### Task brief:
Only a number is expected here: the count of lines in this data where "hours" occurs.

### Items from a data source:
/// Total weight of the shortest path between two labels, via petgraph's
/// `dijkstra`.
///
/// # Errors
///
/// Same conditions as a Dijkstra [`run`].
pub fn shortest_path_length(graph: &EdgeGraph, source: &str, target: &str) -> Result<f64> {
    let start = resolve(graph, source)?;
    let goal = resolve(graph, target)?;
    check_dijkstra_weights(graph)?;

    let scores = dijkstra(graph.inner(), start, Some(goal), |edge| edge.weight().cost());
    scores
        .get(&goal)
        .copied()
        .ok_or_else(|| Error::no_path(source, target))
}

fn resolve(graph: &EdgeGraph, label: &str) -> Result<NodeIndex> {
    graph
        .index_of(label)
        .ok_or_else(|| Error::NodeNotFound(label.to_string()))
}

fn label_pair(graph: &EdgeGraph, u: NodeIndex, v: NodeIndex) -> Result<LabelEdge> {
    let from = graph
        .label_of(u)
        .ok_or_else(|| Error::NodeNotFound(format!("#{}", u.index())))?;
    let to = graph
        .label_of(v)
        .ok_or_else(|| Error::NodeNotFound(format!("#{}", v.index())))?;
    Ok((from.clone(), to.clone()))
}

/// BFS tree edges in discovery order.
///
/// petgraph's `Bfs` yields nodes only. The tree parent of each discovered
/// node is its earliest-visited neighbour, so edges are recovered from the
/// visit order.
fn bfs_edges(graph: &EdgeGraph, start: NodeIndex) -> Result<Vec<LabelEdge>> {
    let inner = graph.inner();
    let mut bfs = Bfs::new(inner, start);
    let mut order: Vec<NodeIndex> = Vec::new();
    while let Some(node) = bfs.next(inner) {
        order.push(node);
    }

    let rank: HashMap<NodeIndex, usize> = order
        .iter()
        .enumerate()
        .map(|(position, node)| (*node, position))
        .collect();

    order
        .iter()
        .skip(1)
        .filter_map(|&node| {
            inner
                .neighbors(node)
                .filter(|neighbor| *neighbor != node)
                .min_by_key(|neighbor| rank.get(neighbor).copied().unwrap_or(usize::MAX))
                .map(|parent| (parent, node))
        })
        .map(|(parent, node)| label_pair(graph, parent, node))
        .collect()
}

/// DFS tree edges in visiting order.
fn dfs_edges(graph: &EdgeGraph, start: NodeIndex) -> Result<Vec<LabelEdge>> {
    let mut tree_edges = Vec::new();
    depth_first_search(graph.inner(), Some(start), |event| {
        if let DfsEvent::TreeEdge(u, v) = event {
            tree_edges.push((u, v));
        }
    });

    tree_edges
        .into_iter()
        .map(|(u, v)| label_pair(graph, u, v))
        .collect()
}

--

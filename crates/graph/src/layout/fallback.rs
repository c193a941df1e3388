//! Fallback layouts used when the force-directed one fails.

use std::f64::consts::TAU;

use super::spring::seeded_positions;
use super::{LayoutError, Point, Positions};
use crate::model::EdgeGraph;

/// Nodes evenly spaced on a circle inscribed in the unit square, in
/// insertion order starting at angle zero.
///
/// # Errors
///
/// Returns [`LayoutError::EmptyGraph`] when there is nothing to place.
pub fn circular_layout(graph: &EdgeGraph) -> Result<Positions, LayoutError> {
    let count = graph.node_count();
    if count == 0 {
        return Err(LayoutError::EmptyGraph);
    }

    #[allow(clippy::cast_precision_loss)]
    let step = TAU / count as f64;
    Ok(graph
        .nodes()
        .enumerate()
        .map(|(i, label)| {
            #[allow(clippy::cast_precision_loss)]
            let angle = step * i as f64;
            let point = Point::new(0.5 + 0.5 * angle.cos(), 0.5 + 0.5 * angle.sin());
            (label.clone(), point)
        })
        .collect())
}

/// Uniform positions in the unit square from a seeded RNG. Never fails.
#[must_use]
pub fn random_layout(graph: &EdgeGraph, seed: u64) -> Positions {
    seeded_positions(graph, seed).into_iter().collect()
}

* * *

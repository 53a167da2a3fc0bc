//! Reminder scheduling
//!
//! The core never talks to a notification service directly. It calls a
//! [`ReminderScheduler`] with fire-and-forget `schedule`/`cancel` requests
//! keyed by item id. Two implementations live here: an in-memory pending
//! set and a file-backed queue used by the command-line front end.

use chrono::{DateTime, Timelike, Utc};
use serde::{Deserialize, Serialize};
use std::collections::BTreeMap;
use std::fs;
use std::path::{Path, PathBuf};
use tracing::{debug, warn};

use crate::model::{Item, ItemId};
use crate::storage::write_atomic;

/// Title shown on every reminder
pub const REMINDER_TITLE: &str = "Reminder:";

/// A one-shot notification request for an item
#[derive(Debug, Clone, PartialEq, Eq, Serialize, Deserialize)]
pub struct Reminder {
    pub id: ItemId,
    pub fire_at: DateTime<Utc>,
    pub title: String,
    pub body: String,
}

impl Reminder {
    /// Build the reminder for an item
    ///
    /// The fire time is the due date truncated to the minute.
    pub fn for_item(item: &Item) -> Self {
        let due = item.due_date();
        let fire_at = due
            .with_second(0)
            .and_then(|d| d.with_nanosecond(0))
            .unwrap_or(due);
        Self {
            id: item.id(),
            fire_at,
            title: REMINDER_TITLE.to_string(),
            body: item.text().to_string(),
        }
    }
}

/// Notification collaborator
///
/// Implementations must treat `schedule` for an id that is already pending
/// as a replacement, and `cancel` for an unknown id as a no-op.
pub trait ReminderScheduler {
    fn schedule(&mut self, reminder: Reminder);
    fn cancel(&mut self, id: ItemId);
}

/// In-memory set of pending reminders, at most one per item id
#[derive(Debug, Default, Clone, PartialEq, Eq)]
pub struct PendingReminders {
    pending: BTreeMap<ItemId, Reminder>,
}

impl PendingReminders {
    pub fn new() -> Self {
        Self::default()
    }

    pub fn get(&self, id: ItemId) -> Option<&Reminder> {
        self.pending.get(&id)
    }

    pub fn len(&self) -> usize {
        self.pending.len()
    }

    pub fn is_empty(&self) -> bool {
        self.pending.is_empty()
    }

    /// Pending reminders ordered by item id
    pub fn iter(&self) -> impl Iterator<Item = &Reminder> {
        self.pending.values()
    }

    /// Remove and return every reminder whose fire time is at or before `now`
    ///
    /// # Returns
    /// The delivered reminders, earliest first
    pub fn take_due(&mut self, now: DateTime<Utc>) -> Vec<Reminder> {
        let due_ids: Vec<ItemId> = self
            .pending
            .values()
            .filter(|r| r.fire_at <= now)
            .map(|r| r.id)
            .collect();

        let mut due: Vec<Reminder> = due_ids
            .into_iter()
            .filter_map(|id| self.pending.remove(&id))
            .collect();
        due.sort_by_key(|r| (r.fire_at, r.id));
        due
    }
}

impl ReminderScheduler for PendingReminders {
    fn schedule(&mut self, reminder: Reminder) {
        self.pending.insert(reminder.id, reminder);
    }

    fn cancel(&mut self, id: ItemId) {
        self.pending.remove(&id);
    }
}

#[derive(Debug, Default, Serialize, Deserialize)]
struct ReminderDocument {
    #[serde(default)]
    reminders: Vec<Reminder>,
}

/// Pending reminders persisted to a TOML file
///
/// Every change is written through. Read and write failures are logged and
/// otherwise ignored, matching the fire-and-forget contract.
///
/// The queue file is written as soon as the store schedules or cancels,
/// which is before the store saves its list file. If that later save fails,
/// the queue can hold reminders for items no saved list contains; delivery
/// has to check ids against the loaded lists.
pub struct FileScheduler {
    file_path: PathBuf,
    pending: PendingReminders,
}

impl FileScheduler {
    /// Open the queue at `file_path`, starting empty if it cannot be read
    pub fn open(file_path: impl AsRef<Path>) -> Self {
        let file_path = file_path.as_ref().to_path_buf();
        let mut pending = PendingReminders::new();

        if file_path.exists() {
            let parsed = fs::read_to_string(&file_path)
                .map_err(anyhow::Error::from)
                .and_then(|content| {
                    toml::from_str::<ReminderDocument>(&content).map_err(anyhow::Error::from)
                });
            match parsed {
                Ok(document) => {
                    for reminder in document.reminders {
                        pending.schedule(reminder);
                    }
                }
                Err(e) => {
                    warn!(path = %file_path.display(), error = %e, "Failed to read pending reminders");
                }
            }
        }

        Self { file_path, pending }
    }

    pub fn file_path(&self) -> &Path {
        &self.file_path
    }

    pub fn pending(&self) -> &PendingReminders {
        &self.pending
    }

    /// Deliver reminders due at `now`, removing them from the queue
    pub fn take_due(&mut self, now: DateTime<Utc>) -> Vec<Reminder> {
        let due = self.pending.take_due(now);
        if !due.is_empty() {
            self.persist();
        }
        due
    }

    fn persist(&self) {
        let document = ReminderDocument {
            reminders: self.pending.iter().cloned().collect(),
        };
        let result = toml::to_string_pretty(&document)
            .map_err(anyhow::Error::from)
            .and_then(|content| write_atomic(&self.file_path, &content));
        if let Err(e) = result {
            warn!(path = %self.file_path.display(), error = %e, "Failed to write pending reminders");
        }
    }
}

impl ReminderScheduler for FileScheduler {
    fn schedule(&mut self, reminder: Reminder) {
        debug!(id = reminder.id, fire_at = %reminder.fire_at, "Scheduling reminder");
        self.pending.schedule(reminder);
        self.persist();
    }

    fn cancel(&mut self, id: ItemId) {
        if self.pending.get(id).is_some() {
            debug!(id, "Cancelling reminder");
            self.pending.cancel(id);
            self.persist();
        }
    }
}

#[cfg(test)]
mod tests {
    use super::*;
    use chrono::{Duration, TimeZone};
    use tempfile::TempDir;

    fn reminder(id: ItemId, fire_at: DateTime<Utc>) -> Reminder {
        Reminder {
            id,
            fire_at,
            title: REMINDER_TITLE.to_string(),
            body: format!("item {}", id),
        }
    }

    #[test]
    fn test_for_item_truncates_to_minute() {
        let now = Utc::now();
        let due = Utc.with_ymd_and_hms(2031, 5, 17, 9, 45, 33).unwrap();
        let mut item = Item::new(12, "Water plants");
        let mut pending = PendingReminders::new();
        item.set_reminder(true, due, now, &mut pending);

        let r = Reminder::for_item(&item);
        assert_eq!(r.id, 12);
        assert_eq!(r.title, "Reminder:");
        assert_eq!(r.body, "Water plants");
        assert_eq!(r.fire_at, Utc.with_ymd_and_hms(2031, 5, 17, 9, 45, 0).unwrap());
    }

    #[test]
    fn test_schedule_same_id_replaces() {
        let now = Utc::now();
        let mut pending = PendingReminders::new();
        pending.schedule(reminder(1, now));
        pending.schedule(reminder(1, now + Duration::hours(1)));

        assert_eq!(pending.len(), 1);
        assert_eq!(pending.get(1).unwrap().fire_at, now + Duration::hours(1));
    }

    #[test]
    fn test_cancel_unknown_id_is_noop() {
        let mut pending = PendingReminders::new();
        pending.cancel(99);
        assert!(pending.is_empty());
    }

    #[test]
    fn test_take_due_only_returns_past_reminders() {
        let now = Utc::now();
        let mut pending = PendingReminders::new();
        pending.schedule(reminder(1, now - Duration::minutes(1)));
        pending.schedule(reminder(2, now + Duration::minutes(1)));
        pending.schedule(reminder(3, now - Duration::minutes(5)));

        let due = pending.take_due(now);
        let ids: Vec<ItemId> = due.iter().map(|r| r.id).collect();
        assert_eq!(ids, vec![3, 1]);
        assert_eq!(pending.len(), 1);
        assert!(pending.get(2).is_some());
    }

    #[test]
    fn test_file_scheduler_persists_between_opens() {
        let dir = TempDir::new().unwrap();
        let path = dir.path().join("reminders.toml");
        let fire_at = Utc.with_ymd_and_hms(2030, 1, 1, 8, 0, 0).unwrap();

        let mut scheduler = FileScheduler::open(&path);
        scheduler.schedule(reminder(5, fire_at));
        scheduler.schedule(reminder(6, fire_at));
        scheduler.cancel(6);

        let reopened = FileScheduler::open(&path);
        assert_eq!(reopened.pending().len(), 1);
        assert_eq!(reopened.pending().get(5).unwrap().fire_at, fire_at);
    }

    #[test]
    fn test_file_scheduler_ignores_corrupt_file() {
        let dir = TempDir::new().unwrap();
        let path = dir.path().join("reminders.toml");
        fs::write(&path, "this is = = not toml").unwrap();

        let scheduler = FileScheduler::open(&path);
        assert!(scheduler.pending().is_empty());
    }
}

### Task response:
2